Hughes et al. (1977) proposed the following integration scheme:

  • For thin plates, when \(h/\ell < 1\), where \(\ell\) is the element characteristic length, here calculated as the square root of the element area \(\ell = \sqrt{\text{area}}\)

– two-by-two quadrature for the bending energy terms

– one-point quadrature for the transverse shear energy terms

  • For thick plates, when \(h/\ell >= 1\)

– two-by-two quadrature for the bending energy terms

– two-by-two quadrature for the transverse shear terms with gradients

– one-point quadrature for the transverse shear terms without gradients

The in-plane stiffness terms are integrated with 2 quadrature points, and the drilling stiffness is integrated with 1 quadrature point. These are not specified in the paper of Hughes et al. (1977).

class pyfe3d.quad4.Quad4#

Nodal connectivity for the plate element similar to Nastran’s CQUAD4:

 ^ y
 |
4 ________ 3
 |       |
 |       |   --> x
 |       |
 |_______|
1         2

The element coordinate system is determined identically what is explained in Nastran’s quick reference guide for the CQUAD4 element, as illustrated below.

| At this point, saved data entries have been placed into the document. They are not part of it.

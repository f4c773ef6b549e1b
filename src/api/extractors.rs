use crate::application::{Actor, account};
use crate::domain::User;
use axum::{
    async_trait,
    extract::{FromRequest, FromRequestParts},
    http::request::Parts,
};
use axum_extra::{
    TypedHeader,
    headers::{Authorization, authorization::Bearer},
};
use std::sync::Arc;

use super::{error::ApiError, handlers::AppState};

/// JSONボディ（不正な場合は400）
#[derive(FromRequest)]
#[from_request(via(axum::Json), rejection(ApiError))]
pub struct JsonBody<T>(pub T);

/// クエリパラメータ（不正な場合は400）
#[derive(FromRequestParts)]
#[from_request(via(axum::extract::Query), rejection(ApiError))]
pub struct QueryParams<T>(pub T);

/// パスパラメータ（不正な場合は400）
#[derive(FromRequestParts)]
#[from_request(via(axum::extract::Path), rejection(ApiError))]
pub struct PathParam<T>(pub T);

/// `Authorization: Bearer <access token>` で認証された利用者
pub struct AuthUser(pub User);

impl AuthUser {
    pub fn actor(&self) -> Actor {
        Actor {
            user_id: self.0.id,
            is_staff: self.0.is_staff,
        }
    }

    pub fn require_staff(&self) -> Result<(), ApiError> {
        if self.0.is_staff {
            Ok(())
        } else {
            Err(ApiError::Forbidden)
        }
    }
}

#[async_trait]
impl FromRequestParts<Arc<AppState>> for AuthUser {
    type Rejection = ApiError;

    async fn from_request_parts(
        parts: &mut Parts,
        state: &Arc<AppState>,
    ) -> Result<Self, Self::Rejection> {
        let TypedHeader(Authorization(bearer)) =
            TypedHeader::<Authorization<Bearer>>::from_request_parts(parts, state)
                .await
                .map_err(|_| {
                    ApiError::Unauthorized(
                        "Authentication credentials were not provided".to_string(),
                    )
                })?;

        let user =
            account::authenticate(&state.service_deps, &state.tokens, bearer.token()).await?;

        Ok(AuthUser(user))
    }
}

_images/nastran_cquad4.svg
Attributes:
eid,int

Element identification number.

area,double

Element area.

K6ROT,double

Element drilling stiffness, added only to the diagonal of the local stiffness matrix. The default value is according to AUTODESK NASTRAN’s quick reference guide is K6ROT = 100. for static analysis. For modal solutions, this value should be K6ROT=1.e4. MSC NASTRAN’s quick reference guide states that K6ROT > 100. should not be used, but this is controversial, already being controversial to what AUTODESK NASTRAN’s manual says.

r11, r12, r13, r21, r22, r23, r31, r32, r33double

Rotation matrix from local to global coordinates.

m11, m12, m21, m22double

Rotation matrix only for the constitutive relations. Used when a material direction is used instead of the element local coordinates.

c1, c2, c3, c4int

Position of each node in the global stiffness matrix.

n1, n2, n3, n4int

Node identification number.

init_k_KC0, init_k_KG, init_k_Mint

Position in the arrays storing the sparse data for the structural matrices.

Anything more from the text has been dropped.